Wednesday, December 29, 2004

Hunkering down...

I'm really struggling to keep focused this week. The holidays always makes that tough...and then the whole moving thing...

I'm preaching this weekend and need to finish the message today and tomorrow. I'm narrowing in on it, but, man, it's a challenge.

I'm working to bring home a passage from 2 Peter that speaks to our personal spiritual formation and growth. It's a great time of year to talk about that - the first weekend of the year, when all our New Years resolutions are still intact...mostly.

How do you want to grow this next year. Whether you're a Christ-follower or not, I'm sure there are some areas that you'd like to see change in the next 360+ days...what are they?

As a follower of Jesus, I have the plan laid out in front of me...to become more like Jesus. No, that doesn't mean walking around in bare feet and a robe -- though I've already got the beard part taken care of. It's not a matter of looking like Jesus -- or really even a matter of doing what Jesus would do. It's about getting rid of enough Matt so that the spirit of Jesus that is within me can show more...a transformation of my basic character.

What does that look like? Here are some character qualities that I think come with the deal...

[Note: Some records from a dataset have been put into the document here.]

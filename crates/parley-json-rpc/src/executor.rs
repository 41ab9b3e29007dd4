use std::collections::HashMap;
use std::future::Future;
use std::sync::Arc;

use async_trait::async_trait;
use futures::future::BoxFuture;
use serde_json::Value;
use thiserror::Error;
use tracing::{debug, error};

use crate::convert::TypeConverter;
use crate::diagnostics::{DiagnosticConfig, failure_to_value};
use crate::error::{ErrorKind, ErrorObject};
use crate::params::ParameterDeserializer;
use crate::request::JsonRpcRequest;
use crate::response::{JsonRpcResponse, ResponseId};
use crate::return_value::ReturnValueSerializer;
use crate::signature::OperationSignature;

/// Failure raised by an operation's body.
#[derive(Debug, Error)]
pub enum InvokeError {
    /// A deliberate application-level error. Dispatch propagates the wire
    /// error verbatim instead of wrapping it as Internal Error.
    #[error("application error [{}] {}", .0.code, .0.message)]
    Rpc(ErrorObject),

    /// Anything else the operation raised.
    #[error("{0}")]
    Other(#[source] Box<dyn std::error::Error + Send + Sync>),
}

impl InvokeError {
    /// Signal an application-level error with an explicit code, message
    /// and optional data.
    pub fn application(code: i64, message: impl Into<String>, data: Option<Value>) -> Self {
        InvokeError::Rpc(ErrorObject::new(code, message, data))
    }

    pub fn other(failure: impl std::error::Error + Send + Sync + 'static) -> Self {
        InvokeError::Other(Box::new(failure))
    }
}

/// The resolved, callable target of a request's method name. Opaque to the
/// engine beyond its signature and "invoke with arguments, yield a value or
/// fail".
#[async_trait]
pub trait Operation: Send + Sync {
    fn signature(&self) -> &OperationSignature;

    /// `Ok(None)` means the operation has no return value; the codec
    /// encodes it as an explicit JSON null.
    async fn invoke(&self, args: Vec<Value>) -> Result<Option<Value>, InvokeError>;
}

/// Failure raised by a [`Resolver`]. "Not found" must stay distinguishable
/// from any other resolver defect: the former answers with Method Not
/// Found, the latter with Internal Error.
#[derive(Debug, Error)]
pub enum ResolveError {
    #[error("no operation registered for method `{0}`")]
    NotFound(String),

    #[error("resolver failure: {0}")]
    Other(#[source] Box<dyn std::error::Error + Send + Sync>),
}

/// Maps a method name to a callable operation handle. How the mapping is
/// backed (a static table, a registry, reflective lookup) is a collaborator
/// concern.
#[async_trait]
pub trait Resolver: Send + Sync {
    async fn resolve(&self, method: &str) -> Result<Arc<dyn Operation>, ResolveError>;
}

#[derive(Debug, Error)]
pub enum RegistryError {
    #[error("an operation is already registered for method `{0}`")]
    DuplicateMethod(String),
}

/// A name-to-operation table built at startup and read-only afterwards,
/// safe for unsynchronized concurrent reads. Registering the same method
/// name twice is refused rather than silently overwritten.
#[derive(Default)]
pub struct OperationRegistry {
    operations: HashMap<String, Arc<dyn Operation>>,
}

impl OperationRegistry {
    pub fn new() -> Self {
        Self {
            operations: HashMap::new(),
        }
    }

    pub fn register<O>(&mut self, operation: O) -> Result<(), RegistryError>
    where
        O: Operation + 'static,
    {
        self.register_arc(Arc::new(operation))
    }

    pub fn register_arc(&mut self, operation: Arc<dyn Operation>) -> Result<(), RegistryError> {
        let method = operation.signature().method.clone();
        if self.operations.contains_key(&method) {
            return Err(RegistryError::DuplicateMethod(method));
        }
        self.operations.insert(method, operation);
        Ok(())
    }

    pub fn methods(&self) -> Vec<String> {
        self.operations.keys().cloned().collect()
    }
}

#[async_trait]
impl Resolver for OperationRegistry {
    async fn resolve(&self, method: &str) -> Result<Arc<dyn Operation>, ResolveError> {
        self.operations
            .get(method)
            .cloned()
            .ok_or_else(|| ResolveError::NotFound(method.to_string()))
    }
}

type OperationFn =
    Box<dyn Fn(Vec<Value>) -> BoxFuture<'static, Result<Option<Value>, InvokeError>> + Send + Sync>;

/// An operation backed by an async closure.
pub struct FunctionOperation {
    signature: OperationSignature,
    func: OperationFn,
}

impl FunctionOperation {
    pub fn new<F, Fut>(signature: OperationSignature, func: F) -> Self
    where
        F: Fn(Vec<Value>) -> Fut + Send + Sync + 'static,
        Fut: Future<Output = Result<Option<Value>, InvokeError>> + Send + 'static,
    {
        Self {
            signature,
            func: Box::new(move |args| Box::pin(func(args))),
        }
    }
}

#[async_trait]
impl Operation for FunctionOperation {
    fn signature(&self) -> &OperationSignature {
        &self.signature
    }

    async fn invoke(&self, args: Vec<Value>) -> Result<Option<Value>, InvokeError> {
        (self.func)(args).await
    }
}

#[derive(Debug, Error)]
#[error("method cannot be empty")]
struct EmptyMethod;

/// The server-side dispatch engine.
///
/// Each call runs one request through validate, resolve, parameter
/// deserialization, invoke, and result serialization; every failure mode
/// maps to a wire error in the returned response and nothing escapes the
/// dispatch boundary. Processing is synchronous to completion - no state is
/// carried across calls, so independent requests may be executed
/// concurrently against a shared executor.
pub struct Executor {
    resolver: Arc<dyn Resolver>,
    params: ParameterDeserializer,
    returns: ReturnValueSerializer,
    diagnostics: DiagnosticConfig,
}

impl Executor {
    pub fn new(resolver: Arc<dyn Resolver>) -> Self {
        Self {
            resolver,
            params: ParameterDeserializer::default(),
            returns: ReturnValueSerializer::default(),
            diagnostics: DiagnosticConfig::default().with_cause_chain(true),
        }
    }

    pub fn with_converter(mut self, converter: Arc<dyn TypeConverter>) -> Self {
        self.params = ParameterDeserializer::new(converter.clone());
        self.returns = ReturnValueSerializer::new(converter);
        self
    }

    pub fn with_diagnostics(mut self, diagnostics: DiagnosticConfig) -> Self {
        self.diagnostics = diagnostics;
        self
    }

    /// Execute a request and produce its response.
    ///
    /// A response is computed even for a notification (with the id left
    /// absent); suppressing its delivery is the transporter's job, not the
    /// engine's.
    pub async fn execute(&self, request: JsonRpcRequest) -> JsonRpcResponse {
        let response_id = ResponseId::mirroring(request.id.clone());

        if request.method.trim().is_empty() {
            error!("invalid request: empty method");
            let data = failure_to_value(&EmptyMethod, &DiagnosticConfig::default());
            return JsonRpcResponse::failure(
                response_id,
                ErrorKind::InvalidRequest.to_error_with_data(data),
            );
        }
        debug!(method = %request.method, "request validated");

        let operation = match self.resolver.resolve(&request.method).await {
            Ok(operation) => operation,
            Err(failure @ ResolveError::NotFound(_)) => {
                error!(method = %request.method, "method not found");
                let data = failure_to_value(
                    &failure,
                    &DiagnosticConfig::default().with_cause_chain(true),
                );
                return JsonRpcResponse::failure(
                    response_id,
                    ErrorKind::MethodNotFound.to_error_with_data(data),
                );
            }
            Err(failure) => {
                error!(method = %request.method, %failure, "resolver failure");
                let data = failure_to_value(&failure, &self.diagnostics);
                return JsonRpcResponse::failure(
                    response_id,
                    ErrorKind::InternalError.to_error_with_data(data),
                );
            }
        };

        let args = match self.params.deserialize(operation.signature(), &request) {
            Ok(args) => args,
            Err(failure) if failure.is_mismatch() => {
                error!(method = %request.method, %failure, "invalid params");
                return JsonRpcResponse::failure(response_id, ErrorKind::InvalidParams.to_error());
            }
            Err(failure) => {
                error!(method = %request.method, %failure, "parameter conversion failure");
                let data = failure_to_value(&failure, &self.diagnostics);
                return JsonRpcResponse::failure(
                    response_id,
                    ErrorKind::ConvertParamsFailure.to_error_with_data(data),
                );
            }
        };

        debug!(method = %request.method, "invoking operation");
        let value = match operation.invoke(args).await {
            Ok(value) => value,
            Err(InvokeError::Rpc(wire_error)) => {
                // Deliberate application error: propagated verbatim.
                return JsonRpcResponse::failure(response_id, wire_error);
            }
            Err(failure) => {
                error!(method = %request.method, %failure, "operation failure");
                let data = failure_to_value(&failure, &self.diagnostics);
                return JsonRpcResponse::failure(
                    response_id,
                    ErrorKind::InternalError.to_error_with_data(data),
                );
            }
        };

        match self.returns.serialize(operation.signature(), value) {
            Ok(result) => {
                debug!(method = %request.method, "request processed");
                JsonRpcResponse::success(response_id, result)
            }
            Err(failure) => {
                error!(method = %request.method, %failure, "return value conversion failure");
                let data = failure_to_value(&failure, &self.diagnostics);
                JsonRpcResponse::failure(
                    response_id,
                    ErrorKind::ConvertReturnValueFailure.to_error_with_data(data),
                )
            }
        }
    }
}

- hope in a future beyond this life...it carries me above circumstances, no matter how trying they are.
- peace
- joy
- love...real love, not the kind that gets what I want in the end and even feels good...but true love that puts self aside and is self-less.
- gentleness...ding, ding, ding...I think we have a winner. I'm not the most gentle person in the world. I'm growing here, but look for more growth in the future.
- kindness...no comment. Getting there...
- humility...I'm perfect on this one...oh, crap...oh, well...
- self-control...why is that idiot driving so slowly...never mind. I guess this one should stay on my list for this year, too...

Think about it, if I really were to have these attributes come alive in me increasingly as I get older, you can't beat that! It's going to play out first in my family and then spread to my other relationships. You can't go wrong.

Sometimes Jesus appears to be weak. Don't mistake weak for meek. Jesus was the strongest man I've ever known. His strength was a strength of character. There were no weak spots in his soul. That's incredible! That's what I want.

As I look back, I'm encouraged. Not because I've become perfect. And it hasn't been all my own effort. God has been at work in my soul. I've been working with him by getting out of the way. The results...don't ask me...ask Heidi; if it doesn't make a difference at home, then it's not real.

Anyway...thost are some of the thoughts I'm having in preparation for my final weekend message in Hamburg.

Take a moment and pray for those whose lives have been turned upside down by the tsunami in Asia. Pray also for the millions whose lives are ravaged every year by the "tsunami" of AIDS throughout the world. Don't let the urgent take your eye off the on-going opportunities we have to love others.